Ему вдруг вспомнилась одна вечеринка в мастерской друга-художника… Его бывшая жена считалась тогда будущей женой – сколько же это было тому назад – девять, десять, о Боже, целых десять лет… Там был и этот самый писатель-фантаст – тогда он еще писал детективы. Когда садились за стол, влюбленный Зенкович ни за что не позволил ему сесть рядом со своей будущей женой, показывая, что здесь не былое спортивное соперничество, что это для него серьезно и он вовсе не хочет, чтобы все кончилось завтра… Ну а к чему это привело? К тому, что еще через семь-восемь лет, когда его не было рядом, чтобы помешать ей, она получила свое, угодила в постель такого же засранца, такого же шарлатана и делателя денег, наилучшим образом приспособленного ко всеобщей неприспособленности… Возвращаясь в мыслях к этому вечеру, Зенкович не раз думал в последнее время, что лучше, наверное, было бы предоставить ей тогда свободу выбора, узнать ее истинную цену и сберечь эти годы… Целых десять лет… Впрочем, для кого сберечь? Для других, похожих на нее? Ведь он выбирает таких. И что такое истинная цена? Что такое объективная цена женщины? Скорей всего, та цена, которую мы ей сами назначаем. Та высота, на которую мы ее возносим, чтобы потом всеми силами удерживать на этой высоте, пока еще теплится любовь. Когда есть любовь, это всегда завышение цены, преувеличение, гипербола. Во всех остальных случаях это может быть как принижением, так и здравой оценкой…

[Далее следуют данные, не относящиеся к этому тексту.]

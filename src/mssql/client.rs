use std::net::ToSocketAddrs;

use tiberius::Client;
use tokio::net::TcpStream;
use tokio::time::timeout;
use tokio_util::compat::{Compat, TokioAsyncWriteCompatExt};
use tracing::debug;

use crate::config::DbConfig;
use crate::error::DbError;
use crate::retry::{RetryPolicy, with_retries};

/// Type alias for SQL Server client
pub type MssqlClient = Client<Compat<TcpStream>>;

/// Open a single connection to SQL Server.
///
/// TCP and DNS failures map to [`DbError::ConnectionError`] so the retry
/// layer treats them as transient; driver-level failures keep their
/// structured Tiberius error so authentication and TLS problems stay
/// classified as permanent.
///
/// # Errors
/// Returns `DbError::ConnectionError` if the host cannot be resolved or
/// dialed within the configured connect timeout, `DbError::MssqlError` if
/// the TDS handshake or login fails.
pub async fn connect(config: &DbConfig) -> Result<MssqlClient, DbError> {
    let addr_iter = (config.server.as_str(), config.port)
        .to_socket_addrs()
        .map_err(|e| {
            DbError::ConnectionError(format!("failed to resolve {}: {e}", config.addr()))
        })?;

    let server_addr = addr_iter.into_iter().next().ok_or_else(|| {
        DbError::ConnectionError(format!("no address found for {}", config.addr()))
    })?;

    let tcp = timeout(config.connect_timeout, TcpStream::connect(server_addr))
        .await
        .map_err(|_| {
            DbError::ConnectionError(format!(
                "connect to {} timed out after {:?}",
                config.addr(),
                config.connect_timeout
            ))
        })?
        .map_err(|e| DbError::ConnectionError(format!("TCP connection error: {e}")))?;

    // Make compatible with Tiberius
    let tcp = tcp.compat_write();

    let client = Client::connect(config.to_tiberius_config(), tcp).await?;
    debug!("connected to {config}");
    Ok(client)
}

/// Open a connection, retrying transient failures per the policy.
///
/// # Errors
/// Returns the last error once the policy is exhausted, or immediately for a
/// permanent failure such as bad credentials.
pub async fn connect_with_retry(
    config: &DbConfig,
    policy: &RetryPolicy,
) -> Result<MssqlClient, DbError> {
    with_retries(policy, "connect to SQL Server", || connect(config)).await
}
//! Command-line argument parsing.

use std::time::Duration;

use clap::Parser;

use crate::config::DbConfig;
use crate::error::DbError;
use crate::retry::RetryPolicy;

/// Load the SpotifyRock tracks join from SQL Server and print its shape.
#[derive(Parser, Debug)]
#[command(name = "trackload")]
#[command(version, about, long_about = None)]
pub struct Cli {
    /// SQL Server hostname
    #[arg(long, value_name = "HOST", default_value = "spotifyrockdb.database.windows.net")]
    pub server: String,

    /// Database name
    #[arg(short = 'd', long, value_name = "DATABASE", default_value = "SpotifyRockDB")]
    pub database: String,

    /// Login user
    #[arg(short = 'U', long, value_name = "USER", default_value = "sqladmin")]
    pub user: String,

    /// Login password; falls back to the PASSWORD environment variable
    #[arg(long, value_name = "PASSWORD", env = "PASSWORD", hide_env_values = true)]
    pub password: Option<String>,

    /// TDS port
    #[arg(short = 'p', long, value_name = "PORT", default_value_t = 1433)]
    pub port: u16,

    /// Accept the server TLS certificate without validation
    #[arg(long)]
    pub trust_server_certificate: bool,

    /// Connect timeout in seconds
    #[arg(long, value_name = "SECS", default_value_t = 600)]
    pub connect_timeout: u64,

    /// Maximum connection attempts
    #[arg(long, value_name = "N", default_value_t = 10)]
    pub max_retries: u32,

    /// Base delay between connection attempts in seconds
    #[arg(long, value_name = "SECS", default_value_t = 3)]
    pub retry_delay: u64,

    /// Print the result shape and timing as a JSON object
    #[arg(long)]
    pub json: bool,
}

impl Cli {
    /// Resolve the database configuration.
    ///
    /// # Errors
    /// Returns `DbError::ConfigError` when no password was provided on the
    /// command line or through the `PASSWORD` environment variable.
    pub fn to_db_config(&self) -> Result<DbConfig, DbError> {
        let password = self.password.clone().ok_or_else(|| {
            DbError::ConfigError(
                "database password not provided; set the PASSWORD environment variable or pass --password"
                    .to_string(),
            )
        })?;

        Ok(
            DbConfig::new(&self.server, &self.database, &self.user, password)
                .with_port(self.port)
                .with_trust_server_certificate(self.trust_server_certificate)
                .with_connect_timeout(Duration::from_secs(self.connect_timeout)),
        )
    }

    #[must_use]
    pub fn retry_policy(&self) -> RetryPolicy {
        RetryPolicy::new(self.max_retries, Duration::from_secs(self.retry_delay))
    }
}

#[cfg(test)]
mod tests {
    use super::*;

    fn cli_with_password(password: Option<&str>) -> Cli {
        Cli {
            server: "db.example.com".to_string(),
            database: "SpotifyRockDB".to_string(),
            user: "sqladmin".to_string(),
            password: password.map(str::to_string),
            port: 1433,
            trust_server_certificate: false,
            connect_timeout: 600,
            max_retries: 10,
            retry_delay: 3,
            json: false,
        }
    }

    #[test]
    fn missing_password_is_a_hard_config_error() {
        let cli = cli_with_password(None);
        let err = cli.to_db_config().unwrap_err();
        assert!(matches!(err, DbError::ConfigError(_)));
        assert!(err.to_string().contains("PASSWORD"));
    }

    #[test]
    fn password_flows_into_the_config() {
        let cli = cli_with_password(Some("hunter2"));
        let config = cli.to_db_config().unwrap();
        assert_eq!(config.server, "db.example.com");
        assert_eq!(config.port, 1433);
        assert_eq!(config.connect_timeout, Duration::from_secs(600));
    }

    #[test]
    fn retry_knobs_map_onto_the_policy() {
        let mut cli = cli_with_password(Some("x"));
        cli.max_retries = 4;
        cli.retry_delay = 7;
        let policy = cli.retry_policy();
        assert_eq!(policy.max_attempts, 4);
        assert_eq!(policy.base_delay, Duration::from_secs(7));
    }

    #[test]
    fn flag_parsing_keeps_the_documented_defaults() {
        let cli = Cli::parse_from(["trackload", "--password", "x"]);
        assert_eq!(cli.server, "spotifyrockdb.database.windows.net");
        assert_eq!(cli.database, "SpotifyRockDB");
        assert_eq!(cli.user, "sqladmin");
        assert_eq!(cli.port, 1433);
        assert_eq!(cli.max_retries, 10);
        assert_eq!(cli.retry_delay, 3);
        assert!(!cli.json);
    }
}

Когда Зенкович не вслушивался, он переставал понимать английскую речь. Сейчас он вслушался снова и обнаружил, что Ив еще толкует про то, что он искусственно ограничил круг ее знакомств. Он думает, если его жена была такая, то и все другие тоже, так вот нет: у них на Западе все совершенно по-другому, там вовсе не обязательно изменять мужу. И вообще, она не видит, почему бы ей не встречаться с молодыми людьми ее возраста, не проводить время в их компании. Какие у них здесь странные, азиатские обычаи… Вот там, на Западе…
– Везде одно и то же, – сказал Зенкович. – Заткнись. И раздевайся… А я, пожалуй, пойду в гостиницу… С утра нам на выступления.
– Я ухожу с тобой, – сказала Ив. – Я здесь не останусь. Ты нарочно привел меня сюда. Чтобы запереть в этой унылой комнате, с этим омерзительным модерном…
Она надела пальто и еще говорила, говорила что-то – о его эгоизме, о том, что она не какая-нибудь там, что никогда в жизни…
– У тебя нет документов. Нет разрешения. Ты не прописана в гостинице. Кроме того, там наше начальство… – Зенкович говорил все автоматически, безнадежно, понимая, что ему ни в чем ее не убедить, а главное – не победить…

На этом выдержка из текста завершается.